Starting at the line below holding "pub fn with_solver_options(mut" and stopping at the line holding "impl<E: Equation> StageStepper for Ssprk33StageSemiImplicit<E>", print every line exactly, both ends included, and leave the rest out.
——
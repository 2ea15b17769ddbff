//! Three-stage third-order SSP Runge–Kutta in Shu–Osher form.

use crate::equation::{Equation, TermGroup};
use crate::error::{ModelError, Result};
use crate::fields::{self, FieldId, FieldSet};
use crate::mesh::Geometry;
use crate::solver::{picard_solve, SolverOptions};

use super::{reborrow, Forcing, StageStepper, StepperState, TimeStepper};

/// Weight of the step-start value in each stage's convex combination.
const ALPHA: [f64; 3] = [0.0, 0.75, 1.0 / 3.0];
/// Coefficient of `dt M⁻¹ R` in each stage.
const BETA: [f64; 3] = [1.0, 0.25, 2.0 / 3.0];

fn stage_time(stage: usize, t: f64, dt: f64) -> f64 {
    match stage {
        0 => t,
        1 => t + dt,
        _ => t + 0.5 * dt,
    }
}

/// Explicit SSPRK(3,3) driven stage by stage:
///
/// ```text
/// u¹ = uⁿ + dt M⁻¹ R(uⁿ)
/// u² = 3/4 uⁿ + 1/4 [u¹ + dt M⁻¹ R(u¹)]
/// uⁿ⁺¹ = 1/3 uⁿ + 2/3 [u² + dt M⁻¹ R(u²)]
/// ```
///
/// Stage residuals are evaluated at times `t`, `t + dt`, `t + dt/2`.
pub struct Ssprk33Stage<E: Equation> {
    equation: E,
    field: FieldId,
    solution_n: Vec<f64>,
    residual: Vec<f64>,
    increment: Vec<f64>,
    fields_old: Option<FieldSet>,
    state: StepperState,
}

impl<E: Equation> Ssprk33Stage<E> {
    pub fn new(equation: E, field: FieldId) -> Self {
        let n = equation.n_dofs();
        Self {
            equation,
            field,
            solution_n: vec![0.0; n],
            residual: vec![0.0; n],
            increment: vec![0.0; n],
            fields_old: None,
            state: StepperState::Uninitialized,
        }
    }
}

impl<E: Equation> TimeStepper for Ssprk33Stage<E> {
    fn name(&self) -> &'static str {
        "SSPRK33"
    }

    fn initialize(&mut self, fields: &FieldSet) -> Result<()> {
        fields.require(self.field)?;
        let values = fields.values(self.field);
        if values.len() != self.equation.n_dofs() {
            return Err(ModelError::ShapeMismatch {
                field: self.field,
                actual: values.len(),
                expected: self.equation.n_dofs(),
            });
        }
        self.solution_n.copy_from_slice(values);
        self.fields_old = Some(fields.clone());
        self.state = StepperState::Ready;
        Ok(())
    }

    fn advance(
        &mut self,
        t: f64,
        dt: f64,
        fields: &mut FieldSet,
        mut forcing: Forcing<'_>,
    ) -> Result<()> {
        for stage in 0..self.n_stages() {
            self.solve_stage(stage, t, dt, fields, reborrow(&mut forcing))?;
        }
        Ok(())
    }
}

impl<E: Equation> StageStepper for Ssprk33Stage<E> {
    fn n_stages(&self) -> usize {
        3
    }

    fn solve_stage(
        &mut self,
        stage: usize,
        t: f64,
        dt: f64,
        fields: &mut FieldSet,
        forcing: Forcing<'_>,
    ) -> Result<()> {
        self.state.ensure_ready(self.name())?;
        if stage == 0 {
            self.solution_n.copy_from_slice(fields.values(self.field));
        }
        let ts = stage_time(stage, t, dt);
        if let Some(f) = forcing {
            f(ts);
        }

        let geometry = Geometry::capture(fields);
        let fields_old = match self.fields_old.as_ref() {
            Some(f) => f,
            None => return Err(ModelError::NotInitialized("SSPRK33")),
        };
        {
            let current = fields.values(self.field);
            self.equation.residual(
                TermGroup::All,
                current,
                current,
                fields,
                fields_old,
                ts,
                &mut self.residual,
            );
        }
        self.equation
            .solve_mass(&geometry, &self.residual, &mut self.increment)?;

        let u = fields.values_mut(self.field);
        fields::axpy(u, dt, &self.increment);
        fields::blend(u, ALPHA[stage], &self.solution_n);
        // blend scales the increment by (1 - α); compensate so the stage
        // carries β dt M⁻¹ R exactly.
        debug_assert!(((1.0 - ALPHA[stage]) - BETA[stage]).abs() < 1e-14);

        if stage == 2 {
            if let Some(old) = self.fields_old.as_mut() {
                *old = fields.clone();
            }
        }
        Ok(())
    }
}

/// Whole-step wrapper around [`Ssprk33Stage`].
pub struct Ssprk33<E: Equation> {
    inner: Ssprk33Stage<E>,
}

impl<E: Equation> Ssprk33<E> {
    pub fn new(equation: E, field: FieldId) -> Self {
        Self {
            inner: Ssprk33Stage::new(equation, field),
        }
    }
}

impl<E: Equation> TimeStepper for Ssprk33<E> {
    fn name(&self) -> &'static str {
        "SSPRK33"
    }

    fn initialize(&mut self, fields: &FieldSet) -> Result<()> {
        self.inner.initialize(fields)
    }

    fn advance(
        &mut self,
        t: f64,
        dt: f64,
        fields: &mut FieldSet,
        forcing: Forcing<'_>,
    ) -> Result<()> {
        self.inner.advance(t, dt, fields, forcing)
    }
}

/// SSPRK(3,3) with implicit stages.
///
/// Each stage solves `x = blend + β dt M⁻¹ R(x, x_lag)` by Picard
/// iteration, with the nonlinear coefficients lagged at the stage-start
/// value. Used for the 3D momentum equation in semi-implicit mode-split
/// runs where the barotropic step size would otherwise bind.
pub struct Ssprk33StageSemiImplicit<E: Equation> {
    equation: E,
    field: FieldId,
    solver: SolverOptions,
    solution_n: Vec<f64>,
    solution_lag: Vec<f64>,
    base: Vec<f64>,
    residual: Vec<f64>,
    tmp: Vec<f64>,
    fields_old: Option<FieldSet>,
    state: StepperState,
}

impl<E: Equation> Ssprk33StageSemiImplicit<E> {
    pub fn new(equation: E, field: FieldId) -> Self {
        let n = equation.n_dofs();
        Self {
            equation,
            field,
            solver: SolverOptions::default(),
            solution_n: vec![0.0; n],
            solution_lag: vec![0.0; n],
            base: vec![0.0; n],
            residual: vec![0.0; n],
            tmp: vec![0.0; n],
            fields_old: None,
            state: StepperState::Uninitialized,
        }
    }

    pub fn with_solver_options(mut self, solver: SolverOptions) -> Self {
        self.solver = solver;
        self
    }
}

impl<E: Equation> TimeStepper for Ssprk33StageSemiImplicit<E> {
    fn name(&self) -> &'static str {
        "SSPRK33SemiImplicit"
    }

    fn initialize(&mut self, fields: &FieldSet) -> Result<()> {
        fields.require(self.field)?;
        let values = fields.values(self.field);
        if values.len() != self.equation.n_dofs() {
            return Err(ModelError::ShapeMismatch {
                field: self.field,
                actual: values.len(),
                expected: self.equation.n_dofs(),
            });
        }
        self.solution_n.copy_from_slice(values);
        self.fields_old = Some(fields.clone());
        self.state = StepperState::Ready;
        Ok(())
    }

    fn advance(
        &mut self,
        t: f64,
        dt: f64,
        fields: &mut FieldSet,
        mut forcing: Forcing<'_>,
    ) -> Result<()> {
        for stage in 0..self.n_stages() {
            self.solve_stage(stage, t, dt, fields, reborrow(&mut forcing))?;
        }
        Ok(())
    }
}

impl<E: Equation> StageStepper for Ssprk33StageSemiImplicit<E> {
    fn n_stages(&self) -> usize {
        3
    }

    fn solve_stage(
        &mut self,
        stage: usize,
        t: f64,
        dt: f64,
        fields: &mut FieldSet,
        forcing: Forcing<'_>,
    ) -> Result<()> {
        self.state.ensure_ready(self.name())?;
        if stage == 0 {
            self.solution_n.copy_from_slice(fields.values(self.field));
        }
        let ts = stage_time(stage, t, dt);
        if let Some(f) = forcing {
            f(ts);
        }

        let geometry = Geometry::capture(fields);
        self.solution_lag.copy_from_slice(fields.values(self.field));
        self.base.copy_from_slice(&self.solution_lag);
        fields::blend(&mut self.base, ALPHA[stage], &self.solution_n);

        let fields_old = match self.fields_old.as_ref() {
            Some(f) => f,
            None => return Err(ModelError::NotInitialized("SSPRK33SemiImplicit")),
        };
        let beta = BETA[stage];
        let mut u = fields.values(self.field).to_vec();
        picard_solve("SSPRK33SemiImplicit", stage, &self.solver, &mut u, |x, out| {
            self.equation.residual(
                TermGroup::All,
                x,
                &self.solution_lag,
                fields,
                fields_old,
                ts,
                &mut self.residual,
            );
            self.equation
                .solve_mass(&geometry, &self.residual, &mut self.tmp)?;
            out.copy_from_slice(&self.base);
            fields::axpy(out, beta * dt, &self.tmp);
            Ok(())
        })?;
        fields.values_mut(self.field).copy_from_slice(&u);

        if stage == 2 {
            if let Some(old) = self.fields_old.as_mut() {
                *old = fields.clone();
            }
        }
        Ok(())
    }
}

#[cfg(test)]
mod tests {
    use super::super::testutil::{scalar_fields, Decay, SOLUTION};
    use super::*;

    fn explicit_reference(lambda: f64, dt: f64, u0: f64) -> f64 {
        let g = 1.0 - lambda * dt;
        let u1 = g * u0;
        let u2 = 0.75 * u0 + 0.25 * g * u1;
        u0 / 3.0 + 2.0 / 3.0 * g * u2
    }

    #[test]
    fn advance_matches_shu_osher_recurrence() {
        let (lambda, dt) = (2.0, 0.1);
        let mut stepper = Ssprk33::new(Decay::new(lambda, 2), SOLUTION);
        let mut fields = scalar_fields(2, 1.0);
        stepper.initialize(&fields).unwrap();
        stepper.advance(0.0, dt, &mut fields, None).unwrap();

        let expected = explicit_reference(lambda, dt, 1.0);
        for &u in fields.values(SOLUTION) {
            assert!((u - expected).abs() < 1e-12);
        }
    }

    #[test]
    fn stage_driving_equals_whole_step() {
        let (lambda, dt) = (1.5, 0.05);
        let mut whole = Ssprk33::new(Decay::new(lambda, 1), SOLUTION);
        let mut staged = Ssprk33Stage::new(Decay::new(lambda, 1), SOLUTION);
        let mut fa = scalar_fields(1, 2.0);
        let mut fb = scalar_fields(1, 2.0);
        whole.initialize(&fa).unwrap();
        staged.initialize(&fb).unwrap();

        whole.advance(0.0, dt, &mut fa, None).unwrap();
        for stage in 0..3 {
            staged.solve_stage(stage, 0.0, dt, &mut fb, None).unwrap();
        }
        assert!((fa.values(SOLUTION)[0] - fb.values(SOLUTION)[0]).abs() < 1e-14);
    }

    #[test]
    fn stage_forcing_times_follow_the_tableau() {
        let dt = 0.5;
        let mut stepper = Ssprk33Stage::new(Decay::new(0.0, 1), SOLUTION);
        let mut fields = scalar_fields(1, 1.0);
        stepper.initialize(&fields).unwrap();

        let mut times = Vec::new();
        let mut cb = |t: f64| times.push(t);
        for stage in 0..3 {
            stepper
                .solve_stage(stage, 1.0, dt, &mut fields, Some(&mut cb))
                .unwrap();
        }
        assert_eq!(times, vec![1.0, 1.5, 1.25]);
    }

    #[test]
    fn semi_implicit_matches_implicit_recurrence() {
        let (lambda, dt) = (2.0, 0.1);
        let mut stepper = Ssprk33StageSemiImplicit::new(Decay::new(lambda, 1), SOLUTION);
        let mut fields = scalar_fields(1, 1.0);
        stepper.initialize(&fields).unwrap();
        stepper.advance(0.0, dt, &mut fields, None).unwrap();

        // stage solves x = blend - beta dt lambda x
        let mut prev = 1.0;
        let u0 = 1.0;
        for stage in 0..3 {
            let base = ALPHA[stage] * u0 + (1.0 - ALPHA[stage]) * prev;
            prev = base / (1.0 + BETA[stage] * dt * lambda);
        }
        assert!((fields.values(SOLUTION)[0] - prev).abs() < 1e-8);
    }
}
——
- [Written response]:
    pub fn with_solver_options(mut self, solver: SolverOptions) -> Self {
        self.solver = solver;
        self
    }
}

impl<E: Equation> TimeStepper for Ssprk33StageSemiImplicit<E> {
    fn name(&self) -> &'static str {
        "SSPRK33SemiImplicit"
    }

    fn initialize(&mut self, fields: &FieldSet) -> Result<()> {
        fields.require(self.field)?;
        let values = fields.values(self.field);
        if values.len() != self.equation.n_dofs() {
            return Err(ModelError::ShapeMismatch {
                field: self.field,
                actual: values.len(),
                expected: self.equation.n_dofs(),
            });
        }
        self.solution_n.copy_from_slice(values);
        self.fields_old = Some(fields.clone());
        self.state = StepperState::Ready;
        Ok(())
    }

    fn advance(
        &mut self,
        t: f64,
        dt: f64,
        fields: &mut FieldSet,
        mut forcing: Forcing<'_>,
    ) -> Result<()> {
        for stage in 0..self.n_stages() {
            self.solve_stage(stage, t, dt, fields, reborrow(&mut forcing))?;
        }
        Ok(())
    }
}

impl<E: Equation> StageStepper for Ssprk33StageSemiImplicit<E> {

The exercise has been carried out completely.